3  理念によるということは、せんずるところ個人的な次元の問題に帰着する。国家主義全盛のもとにあっては、個人はいかにもかよわい存在と思われてきた。しかし、もはや国家主義の権威の失墜している今日、その偽りのベールの陰に隠されてきた個人の生命というものが、一切の前面に力強く躍動すべき時がきたといえよう。
 その前兆はすでに現れはじめている。たとえば、世界的に起こっている、青年を中心とする反戦、平和運動は、その一つであろう。青年たち特に学生は、反戦、平和の叫びを通じて、戦争を行う主体としての国家の権威に鋭い疑問を投げかけている。
 また、文学者や芸術家、科学者の活動も、すでに国家という狭い枠が障害でしかないことを明確に証明している。ソ連の作家の小説は、全世界に紹介され翻訳されて読まれているし、アメリカのジャズ音楽は、ソ連の若者を魅了している。世界全体が、もはや一つの文化圏となりつつあるのだ。

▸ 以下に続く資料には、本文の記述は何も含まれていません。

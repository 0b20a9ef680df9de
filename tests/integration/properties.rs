//! Property tests for the sanitizer, validator and shaper.

use proptest::prelude::*;
use tabletalk::query::{sanitize, shape};
use tabletalk::safety::{QueryValidator, RejectReason};
use tabletalk::store::{quote_ident, ColumnInfo, QueryResult, StoreBackend, TableName, Value};

const TABLE: &str = "data_abc123";

fn table() -> TableName {
    TableName::parse(TABLE).unwrap()
}

fn backend() -> impl Strategy<Value = StoreBackend> {
    prop_oneof![Just(StoreBackend::Sqlite), Just(StoreBackend::Postgres)]
}

/// Declared column names, all starting with `c_` and distinct.
fn declared_columns() -> impl Strategy<Value = Vec<String>> {
    prop::collection::btree_set("c_[a-z]{1,6}", 1..6)
        .prop_map(|set| set.into_iter().collect())
}

proptest! {
    #[test]
    fn sanitize_is_idempotent(raw in ".{0,80}") {
        let once = sanitize(&raw);
        prop_assert_eq!(sanitize(&once), once);
    }

    #[test]
    fn sanitize_unwraps_any_fenced_query(body in "SELECT [a-z]{1,8} FROM [a-z]{1,8}", tag in "(sql|postgresql)?") {
        let raw = format!("Sure!\n```{tag}\n{body}\n```\nDone.");
        prop_assert_eq!(sanitize(&raw), body);
    }

    #[test]
    fn foreign_tables_are_rejected(backend in backend(), other in "[a-z_][a-z0-9_]{0,12}") {
        prop_assume!(other != TABLE);
        let candidate = format!("SELECT * FROM {}", quote_ident(&other));
        let result = QueryValidator::new(backend).validate(&candidate, &table(), &["a".to_string()]);
        prop_assert!(matches!(result, Err(RejectReason::ForeignTable(_))), "{:?}", result);
    }

    #[test]
    fn foreign_tables_in_joins_are_rejected(backend in backend(), other in "[a-z][a-z0-9]{0,8}_t") {
        let candidate = format!(
            "SELECT \"a\" FROM \"{TABLE}\" JOIN {} ON 1 = 1",
            quote_ident(&other)
        );
        let result = QueryValidator::new(backend).validate(&candidate, &table(), &["a".to_string()]);
        prop_assert!(matches!(result, Err(RejectReason::ForeignTable(_))));
    }

    #[test]
    fn declared_columns_are_accepted(backend in backend(), columns in declared_columns()) {
        let projection = columns.iter().map(|c| quote_ident(c)).collect::<Vec<_>>().join(", ");
        let candidate = format!("SELECT {projection} FROM \"{TABLE}\"");
        let validated = QueryValidator::new(backend).validate(&candidate, &table(), &columns);
        prop_assert!(validated.is_ok(), "{:?}", validated);
    }

    #[test]
    fn undeclared_columns_are_rejected(
        backend in backend(),
        columns in declared_columns(),
        stray in "zz_[a-z]{1,6}",
    ) {
        let candidate = format!(
            "SELECT {}, {} FROM \"{TABLE}\"",
            quote_ident(&columns[0]),
            quote_ident(&stray)
        );
        let result = QueryValidator::new(backend).validate(&candidate, &table(), &columns);
        prop_assert_eq!(result.err(), Some(RejectReason::UnknownColumn(stray)));
    }

    #[test]
    fn unlisted_functions_cannot_reach_other_tables(
        backend in backend(),
        function in prop_oneof![
            Just("query_to_xml".to_string()),
            Just("pg_read_file".to_string()),
            Just("dblink".to_string()),
            Just("load_extension".to_string()),
            "zz_[a-z]{1,8}",
            "pg_catalog\\.pg_[a-z]{1,8}",
        ],
        wrap_in_where in any::<bool>(),
    ) {
        let call = format!("{function}('SELECT * FROM datasets')");
        let candidate = if wrap_in_where {
            format!("SELECT \"a\" FROM \"{TABLE}\" WHERE \"a\" = {call}")
        } else {
            format!("SELECT {call} FROM \"{TABLE}\"")
        };
        let result = QueryValidator::new(backend).validate(&candidate, &table(), &["a".to_string()]);
        prop_assert!(matches!(result, Err(RejectReason::ForbiddenFunction(_))), "{:?}", result);
    }

    #[test]
    fn self_aliases_never_admit_undeclared_columns(
        backend in backend(),
        columns in declared_columns(),
        stray in prop_oneof!["zz_[a-z]{1,6}", Just("rowid".to_string()), Just("ctid".to_string())],
    ) {
        let candidate = format!(
            "SELECT {}, {stray} AS {stray} FROM \"{TABLE}\"",
            quote_ident(&columns[0])
        );
        let result = QueryValidator::new(backend).validate(&candidate, &table(), &columns);
        prop_assert!(matches!(result, Err(RejectReason::UnknownColumn(_))), "{:?}", result);
    }

    #[test]
    fn numeric_only_results_have_no_chart(values in prop::collection::vec(any::<i64>(), 1..20)) {
        let rows = values.iter().map(|v| vec![Value::Int(*v), Value::Float(*v as f64)]).collect();
        let result = QueryResult::with_data(
            vec![ColumnInfo::new("n", "INTEGER"), ColumnInfo::new("f", "REAL")],
            rows,
        );
        let shaped = shape(&result);
        prop_assert_eq!(shaped.chart, None);
        prop_assert_eq!(shaped.summary, format!("The result contains {} records.", values.len()));
    }

    #[test]
    fn empty_results_are_always_no_data(names in prop::collection::vec("[a-z]{1,8}", 0..5)) {
        let columns = names.iter().map(|n| ColumnInfo::new(n.clone(), "TEXT")).collect();
        let shaped = shape(&QueryResult::with_data(columns, vec![]));
        prop_assert_eq!(shaped.summary, "No data found.");
        prop_assert_eq!(shaped.chart, None);
    }
}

 たしかに、国なり民族によって、その考え方や生活様式には、複雑な差異がある。しかし、もし人間対人間として交際し、互いに知り合ってみるならば、かならず心の通じ合うものが見いだされるはずである。今日の世界的な文化交流は、この心の共鳴があればこそ実現しているのであり、文化的な交流が、さらに深く広範な心の協和音を奏でていくことも可能であろう。
 こうして国家に至上の価値を認める風潮は、しだいに過去のものとなりはじめている。今も、中年以上の世代は、国家のもつ圧力の呪縛から解かれてはいない。現代の世界は、その人々によって牛耳られている。しかし、青少年の大部分は、もはやそんな呪縛には見向きもしないようだ。あと三十年、五十年たって、彼らが一切の社会の主導権をにぎる世の中になった時、世界はどんなに大きく変わることであろうか。
 とはいうものの、人類の現状は、そのような遠い未来に希望を託して、ただ待っているわけにはいかぬことを痛烈に訴えかけている。だれよりも現在の指導者が、この事実に率直に目を開き、認め、そして従うべきであろう。恐るべき核兵器の破壊から人類を救うには、国家主義、なかんずく大国主義の偏見を、まず大国から潔く脱ぎ捨てることだ。
 時代は、新しい意味の“大国”の出現を要望している。それは、軍事力や経済力による“大国”ではなく、優れた理念と卓抜した指導力によって、世界を平和へ、地球民族としての結合へと導いていくオピニオン・リーダーである。
 あたかも、腕っぷしが強いゆえに“大将”になることができた少年時代から、頭脳と心の広さ、思いやりの深さによってリーダーが選ばれる成年時代に進んでいくのと、それは同じ道理であるからだ。